No Name on the Bullet is a 1959 American CinemaScope Western film directed by Jack Arnold, and starring Audie Murphy, Charles Drake, and Joan Evans. It is one of a handful of pictures in that genre directed by Arnold, better known for his science-fiction movies of the era. Although it is one of Universal Pictures' modestly budgeted vehicles for World War II hero Audie Murphy, the top-billed actor is unusually, but very effectively, cast as the villain, a cold-blooded gun-for-hire.

Plot
When infamous hired gunman John Gant (Audie Murphy) arrives in the small town of Lordsburg, Arizona, the locals are terrified by his reputation and surprised by how young he is. Although Sheriff Buck Hastings would like to arrest Gant, he points out to the townsmen that Gant always coerces his rivals to draw their gun first, allowing him to kill them legally in "self-defense."  While the men in the town speculate anxiously about Gant's target, Luke Canfield (played by Charles Drake, an off-screen friend and frequent co-star with Murphy), the town blacksmith and doctor, greets Gant and is totally unaware of Gant's reputation as a hired gunman. During his first meeting with Gant at the smithy, Luke demonstrates his perfect aim with a maul.
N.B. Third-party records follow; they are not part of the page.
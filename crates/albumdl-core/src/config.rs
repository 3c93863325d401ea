//! Configuration management for albumdl

use crate::error::ConfigError;
use crate::settings::Settings;
use figment::{
    providers::{Env, Format, Serialized, Toml},
    Figment,
};
use serde::{Deserialize, Serialize};
use std::path::{Path, PathBuf};

#[derive(Debug, Clone, Default, Serialize, Deserialize)]
pub struct Config {
    pub paths: PathsConfig,
    pub settings: Settings,
}

#[derive(Debug, Clone, Default, Serialize, Deserialize)]
pub struct PathsConfig {
    /// Path to spotdl binary (auto-detected if not set)
    pub spotdl: Option<PathBuf>,
    /// Path to yt-dlp binary (auto-detected if not set)
    pub yt_dlp: Option<PathBuf>,
}

impl Config {
    /// Load configuration from file and environment
    pub fn load(config_file: Option<&Path>) -> Result<Self, ConfigError> {
        Self::figment(config_file)
            .extract()
            .map_err(|e| ConfigError::LoadError(e.to_string()))
    }

    fn figment(config_file: Option<&Path>) -> Figment {
        let mut figment = Figment::new().merge(Serialized::defaults(Config::default()));

        // Load from default config directory
        if let Some(path) = default_config_file() {
            if path.exists() {
                figment = figment.merge(Toml::file(&path));
            }
        }

        // Load from specified config file
        if let Some(path) = config_file {
            figment = figment.merge(Toml::file(path));
        }

        // Nested keys use a double underscore: ALBUMDL_SETTINGS__FORMAT
        figment.merge(Env::prefixed("ALBUMDL_").split("__"))
    }

    /// Get spotdl path, auto-detecting if not configured
    pub fn spotdl_path(&self) -> Result<PathBuf, ConfigError> {
        if let Some(ref path) = self.paths.spotdl {
            Ok(path.clone())
        } else {
            which::which("spotdl")
                .map_err(|_| ConfigError::InvalidValue("spotdl not found in PATH".to_string()))
        }
    }

    /// Get yt-dlp path, auto-detecting if not configured
    pub fn yt_dlp_path(&self) -> Result<PathBuf, ConfigError> {
        if let Some(ref path) = self.paths.yt_dlp {
            Ok(path.clone())
        } else {
            which::which("yt-dlp")
                .map_err(|_| ConfigError::InvalidValue("yt-dlp not found in PATH".to_string()))
        }
    }

    /// Render the effective configuration as TOML
    pub fn to_toml(&self) -> Result<String, ConfigError> {
        toml::to_string_pretty(self).map_err(|e| ConfigError::InvalidValue(e.to_string()))
    }
}

/// Location of the per-user config file
pub fn default_config_file() -> Option<PathBuf> {
    dirs::config_dir().map(|dir| dir.join("albumdl/config.toml"))
}

#[cfg(test)]
mod tests {
    use super::*;
    use crate::settings::{AlbumType, AudioFormat, DEFAULT_TEMPLATE};
    use figment::Jail;

    #[test]
    fn test_defaults_without_sources() {
        Jail::expect_with(|_jail| {
            let config: Config = Config::figment(None).extract()?;
            assert_eq!(config.settings.output, DEFAULT_TEMPLATE);
            assert_eq!(config.settings.format, AudioFormat::Mp3);
            assert!(config.paths.spotdl.is_none());
            Ok(())
        });
    }

    #[test]
    fn test_file_then_env_layering() {
        Jail::expect_with(|jail| {
            jail.create_file(
                "albumdl.toml",
                r#"
                [paths]
                yt_dlp = "/opt/bin/yt-dlp"

                [settings]
                format = "flac"
                ignore_albums = ["Live at Wembley"]
                album_type = "single"
                "#,
            )?;
            jail.set_env("ALBUMDL_SETTINGS__THREADS", "2");
            jail.set_env("ALBUMDL_SETTINGS__FORMAT", "opus");

            let config: Config = Config::figment(Some(Path::new("albumdl.toml"))).extract()?;
            assert_eq!(config.paths.yt_dlp, Some(PathBuf::from("/opt/bin/yt-dlp")));
            assert_eq!(config.settings.format, AudioFormat::Opus);
            assert_eq!(config.settings.threads, 2);
            assert_eq!(config.settings.album_type, Some(AlbumType::Single));
            assert_eq!(config.settings.ignore_albums, vec!["Live at Wembley"]);
            // untouched keys keep their defaults
            assert_eq!(config.settings.output, DEFAULT_TEMPLATE);
            Ok(())
        });
    }

    #[test]
    fn test_bad_value_is_a_load_error() {
        Jail::expect_with(|jail| {
            jail.set_env("ALBUMDL_SETTINGS__THREADS", "many");
            let err = Config::load(None).unwrap_err();
            assert!(matches!(err, ConfigError::LoadError(_)));
            assert!(err.to_string().starts_with("Failed to load config: "));
            Ok(())
        });
    }

    #[test]
    fn test_configured_paths_skip_detection() {
        let config = Config {
            paths: PathsConfig {
                spotdl: Some(PathBuf::from("/x/spotdl")),
                yt_dlp: Some(PathBuf::from("/x/yt-dlp")),
            },
            settings: Settings::default(),
        };
        assert_eq!(config.spotdl_path().unwrap(), PathBuf::from("/x/spotdl"));
        assert_eq!(config.yt_dlp_path().unwrap(), PathBuf::from("/x/yt-dlp"));
    }

    #[test]
    fn test_to_toml_omits_space_replacer() {
        let rendered = Config::default().to_toml().unwrap();
        assert!(rendered.contains("[settings]"));
        assert!(rendered.contains("format = \"mp3\""));
        assert!(!rendered.contains("space_replacer"));
    }
}
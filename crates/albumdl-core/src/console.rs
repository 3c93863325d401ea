//! Interactive console: reads URLs line by line and downloads albums

use crate::downloader::SongDownloader;
use crate::error::Result;
use crate::overrides::SessionOverrides;
use crate::resolver::{ResolveOptions, SongResolver};
use crate::settings::Settings;
use std::future::Future;
use std::io::{self, BufRead, Write};
use tokio::sync::mpsc;
use tracing::{error, info, warn};

pub const PROMPT: &str = "> ";

const FAREWELL: &str = "\nExiting console mode.";

/// What a single line of input asks for
#[derive(Debug, Clone, PartialEq, Eq)]
pub enum Command {
    Empty,
    Exit,
    Help,
    /// A Spotify album link
    Album(String),
    /// Anything else
    Unsupported(String),
}

impl Command {
    pub fn parse(line: &str) -> Self {
        let line = line.trim();
        if line.is_empty() {
            return Command::Empty;
        }

        match line.to_lowercase().as_str() {
            "exit" | "quit" => Command::Exit,
            "help" => Command::Help,
            _ if is_album_url(line) => Command::Album(line.to_string()),
            _ => Command::Unsupported(line.to_string()),
        }
    }
}

/// Validate that a string looks like a Spotify album URL
pub fn is_album_url(url: &str) -> bool {
    url.contains("album") && url.contains("open.spotify.com")
}

/// Why a session ended without an error
#[derive(Debug, Clone, Copy, PartialEq, Eq)]
pub enum StopReason {
    ExitCommand,
    EndOfInput,
    Interrupted,
}

pub struct Console<'a, R, D> {
    resolver: &'a R,
    downloader: &'a D,
}

impl<'a, R: SongResolver, D: SongDownloader> Console<'a, R, D> {
    pub fn new(resolver: &'a R, downloader: &'a D) -> Self {
        Self {
            resolver,
            downloader,
        }
    }

    /// Run a session until `exit`, end of input, or `interrupt` resolves.
    ///
    /// The settings overrides live for exactly this call: they are reverted
    /// before it returns, including when a resolution or download error ends
    /// the session early.
    pub async fn run<W, F>(
        &self,
        settings: &mut Settings,
        mut lines: mpsc::Receiver<io::Result<String>>,
        out: &mut W,
        interrupt: F,
    ) -> Result<StopReason>
    where
        W: Write,
        F: Future<Output = ()>,
    {
        let settings = SessionOverrides::apply(settings);
        write_banner(out, &settings)?;

        tokio::pin!(interrupt);

        loop {
            write!(out, "{}", PROMPT)?;
            out.flush()?;

            let next = tokio::select! {
                biased;
                _ = &mut interrupt => None,
                line = lines.recv() => Some(line),
            };

            let line = match next {
                None => {
                    writeln!(out, "{}", FAREWELL)?;
                    return Ok(StopReason::Interrupted);
                }
                Some(None) => {
                    writeln!(out, "{}", FAREWELL)?;
                    return Ok(StopReason::EndOfInput);
                }
                Some(Some(line)) => line?,
            };

            let command = Command::parse(&line);
            if command == Command::Empty {
                continue;
            }

            writeln!(out, "Input: {}", line.trim())?;

            match command {
                Command::Empty => {}
                Command::Exit => return Ok(StopReason::ExitCommand),
                Command::Help => write_help(out, &settings)?,
                Command::Album(url) => self.download_album(&url, &settings).await?,
                Command::Unsupported(_) => {
                    error!("Currently only supporting Spotify album links");
                }
            }
        }
    }

    async fn download_album(&self, url: &str, settings: &Settings) -> Result<()> {
        info!("Processing album: {}", url);

        let songs = self
            .resolver
            .resolve(&[url.to_string()], &ResolveOptions::from(settings))
            .await?;

        let report = self
            .downloader
            .download_many(&songs, settings, settings.space_replacer)
            .await?;

        if report.failed.is_empty() {
            info!(
                "Album complete: {} of {} downloaded, {} skipped",
                report.downloaded.len(),
                report.total(),
                report.skipped.len()
            );
        } else {
            warn!(
                "Album finished with errors: {} of {} downloaded, {} skipped, {} failed",
                report.downloaded.len(),
                report.total(),
                report.skipped.len(),
                report.failed.len()
            );
        }

        Ok(())
    }
}

fn write_banner<W: Write>(out: &mut W, settings: &Settings) -> io::Result<()> {
    writeln!(
        out,
        "Welcome to albumdl console. Enter Spotify URLs to download (Ctrl+D to exit)."
    )?;
    writeln!(out, "Currently supporting album links only.")?;
    writeln!(out, "Type 'help' to see available commands.")?;

    let mut options = Vec::new();
    if settings.structured {
        options.push("-s (artist/album structure)");
    }
    if settings.replace_spaces {
        options.push("-r (replace spaces)");
    }
    if !options.is_empty() {
        writeln!(out, "Active options: {}", options.join(", "))?;
    }
    Ok(())
}

fn write_help<W: Write>(out: &mut W, settings: &Settings) -> io::Result<()> {
    let structure = if settings.structured {
        "artist/album"
    } else {
        "default"
    };
    let spaces = if settings.replace_spaces {
        "hyphens"
    } else {
        "none"
    };

    writeln!(out, "\nAvailable commands:")?;
    writeln!(out, "  help             Show this help message")?;
    writeln!(out, "  exit, quit       Exit the console")?;
    writeln!(out, "  <spotify-url>    Download from the given Spotify album URL")?;
    writeln!(out, "\nCurrent settings:")?;
    writeln!(out, "  Output folder structure: {}", structure)?;
    writeln!(out, "  Space replacement: {}", spaces)?;
    writeln!(out, "  Output format: {}", settings.format)?;
    writeln!(out, "\nUsage examples:")?;
    writeln!(out, "  albumdl console -s     # Use artist/album folder structure")?;
    writeln!(out, "  albumdl console -r     # Replace spaces with hyphens")?;
    writeln!(out, "  albumdl console -sr    # Use both options together")?;
    Ok(())
}

/// Forward stdin lines over a channel from a dedicated thread.
///
/// A blocked terminal read never holds up the loop, so an interrupt can end
/// the session while the reader is still waiting.
pub fn spawn_stdin_reader() -> mpsc::Receiver<io::Result<String>> {
    let (tx, rx) = mpsc::channel(1);
    std::thread::spawn(move || {
        for line in io::stdin().lock().lines() {
            let failed = line.is_err();
            if tx.blocking_send(line).is_err() || failed {
                break;
            }
        }
    });
    rx
}

/// Resolves on Ctrl+C; never resolves if the signal can't be watched
pub async fn ctrl_c() {
    if let Err(e) = tokio::signal::ctrl_c().await {
        warn!("Unable to listen for Ctrl+C: {}", e);
        std::future::pending::<()>().await;
    }
}

#[cfg(test)]
mod tests {
    use super::*;

    #[test]
    fn test_parse_control_commands() {
        assert_eq!(Command::parse("   "), Command::Empty);
        assert_eq!(Command::parse(""), Command::Empty);
        assert_eq!(Command::parse("exit"), Command::Exit);
        assert_eq!(Command::parse("Exit"), Command::Exit);
        assert_eq!(Command::parse("  QUIT \n"), Command::Exit);
        assert_eq!(Command::parse("HELP"), Command::Help);
        assert_eq!(Command::parse("help me"), Command::Unsupported("help me".to_string()));
    }

    #[test]
    fn test_parse_urls() {
        assert_eq!(
            Command::parse(" https://open.spotify.com/album/xyz "),
            Command::Album("https://open.spotify.com/album/xyz".to_string())
        );
        assert_eq!(
            Command::parse("https://open.spotify.com/track/xyz"),
            Command::Unsupported("https://open.spotify.com/track/xyz".to_string())
        );
        assert!(!is_album_url("https://example.com/album/xyz"));
    }

    #[test]
    fn test_banner_lists_active_options() {
        let settings = Settings {
            structured: true,
            replace_spaces: true,
            ..Settings::default()
        };
        let mut out = Vec::new();
        write_banner(&mut out, &settings).unwrap();
        let text = String::from_utf8(out).unwrap();
        assert!(text.contains("Active options: -s (artist/album structure), -r (replace spaces)"));

        let mut out = Vec::new();
        write_banner(&mut out, &Settings::default()).unwrap();
        assert!(!String::from_utf8(out).unwrap().contains("Active options"));
    }

    #[test]
    fn test_help_reports_settings() {
        let mut out = Vec::new();
        write_help(&mut out, &Settings::default()).unwrap();
        let text = String::from_utf8(out).unwrap();
        assert!(text.contains("  Output folder structure: default\n"));
        assert!(text.contains("  Space replacement: none\n"));
        assert!(text.contains("  Output format: mp3\n"));
    }
}
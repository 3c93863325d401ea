use clap::{Parser, Subcommand, ValueEnum};
use std::path::PathBuf;

use albumdl_core::settings::{AudioFormat, Settings};

#[derive(Parser)]
#[command(name = "albumdl")]
#[command(author, version, about = "Interactive console for downloading Spotify albums")]
#[command(propagate_version = true)]
pub struct Cli {
    #[command(subcommand)]
    pub command: Option<Commands>,

    /// Console options when no subcommand is given
    #[command(flatten)]
    pub console: ConsoleOptions,

    /// Verbose output (-v, -vv, -vvv)
    #[arg(short, long, action = clap::ArgAction::Count, global = true)]
    pub verbose: u8,

    /// Config file path
    #[arg(long, global = true)]
    pub config: Option<PathBuf>,
}

#[derive(Subcommand)]
pub enum Commands {
    /// Read album URLs from stdin and download them (default)
    Console {
        #[command(flatten)]
        options: ConsoleOptions,
    },

    /// Check that external tools are installed
    Doctor,

    /// Show configuration
    Config,
}

#[derive(clap::Args, Clone, Debug, Default)]
pub struct ConsoleOptions {
    /// Organize downloads as artist/album/title
    #[arg(short, long)]
    pub structured: bool,

    /// Replace spaces with hyphens in file names
    #[arg(short, long)]
    pub replace_spaces: bool,

    /// Output format
    #[arg(short, long, value_enum)]
    pub format: Option<OutputFormat>,

    /// Output path template, e.g. "{artists} - {title}.{output-ext}"
    #[arg(short, long)]
    pub output: Option<String>,

    /// Maximum concurrent downloads per album
    #[arg(short, long)]
    pub threads: Option<usize>,

    /// Re-download files that already exist
    #[arg(long)]
    pub overwrite: bool,
}

impl ConsoleOptions {
    /// Layer the command line over the loaded settings
    pub fn apply_to(&self, settings: &mut Settings) {
        settings.structured |= self.structured;
        settings.replace_spaces |= self.replace_spaces;
        settings.overwrite |= self.overwrite;
        if let Some(format) = self.format {
            settings.format = format.into();
        }
        if let Some(ref output) = self.output {
            settings.output = output.clone();
        }
        if let Some(threads) = self.threads {
            settings.threads = threads;
        }
    }
}

#[derive(ValueEnum, Clone, Copy, Debug, PartialEq, Eq)]
pub enum OutputFormat {
    /// MP3 - Lossy, widely compatible
    Mp3,
    /// FLAC - Lossless compression
    Flac,
    /// Ogg Vorbis - Lossy, open format
    Ogg,
    /// Opus - Lossy, best quality/size ratio
    Opus,
    /// M4A - AAC in an MP4 container
    M4a,
    /// WAV - Uncompressed PCM
    Wav,
}

impl From<OutputFormat> for AudioFormat {
    fn from(format: OutputFormat) -> Self {
        match format {
            OutputFormat::Mp3 => AudioFormat::Mp3,
            OutputFormat::Flac => AudioFormat::Flac,
            OutputFormat::Ogg => AudioFormat::Ogg,
            OutputFormat::Opus => AudioFormat::Opus,
            OutputFormat::M4a => AudioFormat::M4a,
            OutputFormat::Wav => AudioFormat::Wav,
        }
    }
}

#[cfg(test)]
mod tests {
    use super::*;

    #[test]
    fn test_bare_invocation_runs_console_options() {
        let cli = Cli::parse_from(["albumdl", "-sr", "-f", "flac"]);
        assert!(cli.command.is_none());
        assert!(cli.console.structured);
        assert!(cli.console.replace_spaces);
        assert_eq!(cli.console.format, Some(OutputFormat::Flac));
    }

    #[test]
    fn test_console_subcommand() {
        let cli = Cli::parse_from(["albumdl", "console", "-s", "-t", "2", "-v"]);
        match cli.command {
            Some(Commands::Console { options }) => {
                assert!(options.structured);
                assert!(!options.replace_spaces);
                assert_eq!(options.threads, Some(2));
            }
            _ => panic!("expected console subcommand"),
        }
        assert_eq!(cli.verbose, 1);
    }

    #[test]
    fn test_options_layer_over_settings() {
        let mut settings = Settings {
            replace_spaces: true,
            ..Settings::default()
        };
        let options = ConsoleOptions {
            structured: true,
            output: Some("{title}".to_string()),
            format: Some(OutputFormat::Opus),
            ..ConsoleOptions::default()
        };
        options.apply_to(&mut settings);

        assert!(settings.structured);
        // flags only switch options on
        assert!(settings.replace_spaces);
        assert_eq!(settings.output, "{title}");
        assert_eq!(settings.format, AudioFormat::Opus);
        assert_eq!(settings.threads, 4);
    }
}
Luke proudly takes Gant on a tour through town and agrees to join him later for a game of chess. At home, Luke's fiancée, Anne Benson, tends to her father, Judge Benson, who suffers from consumption. Luke's father Asa joins them for dinner, during which Buck arrives to warn Luke to stay away from Gant. Asa cautions Buck not to condemn Gant prematurely, but Buck is reluctant to accept his advice and reveals that he feels he will be powerless against Gant's superior gun skills. Later, mine owners Earl Stricker and Thad Pierce assume that their partner, Ben Chaffee, has hired Gant to kill them to take sole ownership of the mine. When they find Gant in the saloon and propose a counter-offer, however, Gant observes that no innocent man would be afraid, and turns them away.

Upon hearing that Stricker and Pierce were seen talking with Gant, Chaffee assumes that they want to kill him. He questions Luke about Gant, and after Luke fails to calm him, the physician walks through town, noting that the townsmen are all hiding behind guns and locked doors. While clerk Lou Fraden and his wife Roseanne discuss their certainty that her ex-husband has sent Gant to kill them, Luke confronts Gant, asking him why he has come. Impressed with Luke's bravery and integrity, Gant explains that he believes that Luke, who saves the lives of men "who deserve to die," is less ethical than him. While they talk, a panicked Pierce shoots himself in his office and dies later that night. After this, Luke accuses Gant of murder. When Buck tries to throw Gant out of town, Gant refuses to leave. When the sheriff pulls a gun on Gant, Gant shoots him in the hand and renders him useless. When asked why Gant did not kill him, the gunman explains it was because no one was paying him.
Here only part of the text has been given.